I've created an index that has the following code:

Map

from c in docs.Clients
from r in c.Risks
select new { ClientId = c.Id, RiskId = r.Id }

Transform

from c in results
from r in c.Risks
select new { ClientId = c.Id, RiskId = r.Id }

I THINK I understand that a MAP just defines which properties you wish to be able to search on. and that the TRANSFORM, returns the actual data in a certain shape.

I'm wanting to return ClientId, RiskId and maybe some other properties relating to risk so that I can do .As<ViewModel>() , however I seem to be getting some inconsistent results when I execute the query. (It likes to change how many results it returns, depending on how many times I execute the query, sometimes 4, sometimes 5).

Also: filtering by RiskId seems to return one and sometimes More than one Risk, with id's other than the specified Id.

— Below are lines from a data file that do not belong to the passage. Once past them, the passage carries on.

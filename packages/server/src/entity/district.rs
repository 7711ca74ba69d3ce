use sea_orm::entity::prelude::*;
use serde::{Deserialize, Serialize};

#[sea_orm::model]
#[derive(Clone, Debug, PartialEq, Eq, DeriveEntityModel, Serialize, Deserialize)]
#[sea_orm(table_name = "district")]
pub struct Model {
    #[sea_orm(primary_key)]
    pub id: i32,

    #[sea_orm(unique)]
    pub name: String,
    /// `active` or `inactive`. Inactive districts are hidden from public forms.
    pub status: String,

    #[sea_orm(has_many)]
    pub schools: HasMany<super::school::Entity>,

    pub created_at: DateTimeUtc,
    pub updated_at: DateTimeUtc,
}

impl ActiveModelBehavior for ActiveModel {}
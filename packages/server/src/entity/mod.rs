pub mod contact_message;
pub mod district;
pub mod exam_result;
pub mod exam_year;
pub mod registration;
pub mod role;
pub mod role_permission;
pub mod school;
pub mod user;
use chrono::{DateTime, NaiveDate, Utc};
use serde::{Deserialize, Serialize};

use super::shared::{ACTIVE, ARCHIVED, validate_one_of};
use crate::error::AppError;

const STATUSES: &[&str] = &[ACTIVE, ARCHIVED];

#[derive(Deserialize, utoipa::ToSchema)]
pub struct CreateExamYearRequest {
    #[schema(example = 2025)]
    pub year: i32,
    /// `YYYY-MM-DD`.
    pub registration_open_date: NaiveDate,
    pub registration_close_date: NaiveDate,
    pub exam_date: NaiveDate,
    pub result_date: NaiveDate,
    /// `active` (default) or `archived`.
    pub status: Option<String>,
}

#[derive(Deserialize, Default, PartialEq, utoipa::ToSchema)]
pub struct UpdateExamYearRequest {
    pub registration_open_date: Option<NaiveDate>,
    pub registration_close_date: Option<NaiveDate>,
    pub exam_date: Option<NaiveDate>,
    pub result_date: Option<NaiveDate>,
    pub status: Option<String>,
}

#[derive(Serialize, Deserialize, utoipa::ToSchema)]
pub struct ExamYearResponse {
    pub id: i32,
    pub year: i32,
    pub registration_open_date: NaiveDate,
    pub registration_close_date: NaiveDate,
    pub exam_date: NaiveDate,
    pub result_date: NaiveDate,
    pub status: String,
    pub created_at: DateTime<Utc>,
    pub updated_at: DateTime<Utc>,
}

impl From<crate::entity::exam_year::Model> for ExamYearResponse {
    fn from(m: crate::entity::exam_year::Model) -> Self {
        Self {
            id: m.id,
            year: m.year,
            registration_open_date: m.registration_open_date,
            registration_close_date: m.registration_close_date,
            exam_date: m.exam_date,
            result_date: m.result_date,
            status: m.status,
            created_at: m.created_at,
            updated_at: m.updated_at,
        }
    }
}

/// Registration must not close before it opens.
pub fn validate_registration_window(open: NaiveDate, close: NaiveDate) -> Result<(), AppError> {
    if close < open {
        return Err(AppError::Validation(
            "registration_close_date must not be before registration_open_date".into(),
        ));
    }
    Ok(())
}

pub fn validate_create_exam_year(req: &CreateExamYearRequest) -> Result<(), AppError> {
    if !(2020..=2100).contains(&req.year) {
        return Err(AppError::Validation(
            "Year must be between 2020 and 2100".into(),
        ));
    }
    validate_registration_window(req.registration_open_date, req.registration_close_date)?;
    if let Some(ref status) = req.status {
        validate_one_of("status", status, STATUSES)?;
    }
    Ok(())
}

pub fn validate_update_exam_year(req: &UpdateExamYearRequest) -> Result<(), AppError> {
    if let Some(ref status) = req.status {
        validate_one_of("status", status, STATUSES)?;
    }
    if let (Some(open), Some(close)) = (req.registration_open_date, req.registration_close_date) {
        validate_registration_window(open, close)?;
    }
    Ok(())
}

Any help would be much appreciated.

Upvotes: 1

Views: 406

Answers (1)

Matt Johnson-Pint
Matt Johnson-Pint

Reputation: 241450

You don't need a transform. Here's an index that will be much more useful for what you're trying to do:

public class ClientRiskIndex : AbstractIndexCreationTask<Client, ClientRiskResult>
{
    public ClientRiskIndex()
    {
        Map = clients => from c in clients
                         from r in c.Risks
                         select new {
                                        ClientId = c.Id,
                                        RiskId = r.Id,
                                        r.RiskFactor,
                                        r.Description
                                    };

        StoreAllFields(FieldStorage.Yes);
    }
}

This assumes a class structure as follows:

public class Client
{
    public string Id { get; set; }
    public IList<Risk> Risks { get; set; }
}

public class Risk
{
    public Guid Id { get; set; }
    public string RiskFactor { get; set; }
    public string Description { get; set; }
}

public class ClientRiskResult
{
    public string ClientId { get; set; }
    public Guid RiskId { get; set; }
    public string RiskFactor { get; set; }
    public string Description { get; set; }
}

Now when you query, you can do something like:

session.Query<ClientRiskResult, ClientRiskIndex>()
       .Where(x => x.RiskFactor == "ElectricalEquipment")
       .AsProjection<ClientRiskResult>();

And if you wanted full-text search over the risk description, just add this line to the index definition:

Index(x => x.Description, FieldIndexing.Analyzed);

Then you can search like this:

session.Query<ClientRiskResult, ClientRiskIndex>()
       .Search(x => x.Description, "electronics")
       .AsProjection<ClientRiskResult>();

Be aware that by storing data in the index and projecting from it, you are getting "eventually consistent" results. That is probably the source of the results you described. You need to either allow for time for the index to become nonstale, or you need to specifically customize the query to wait.

In the real world, you'll have plenty of time for indexing to catch up. In your testing, simulate this by waiting with .Customize(x=> x.WaitForNonStaleResults()) in your query.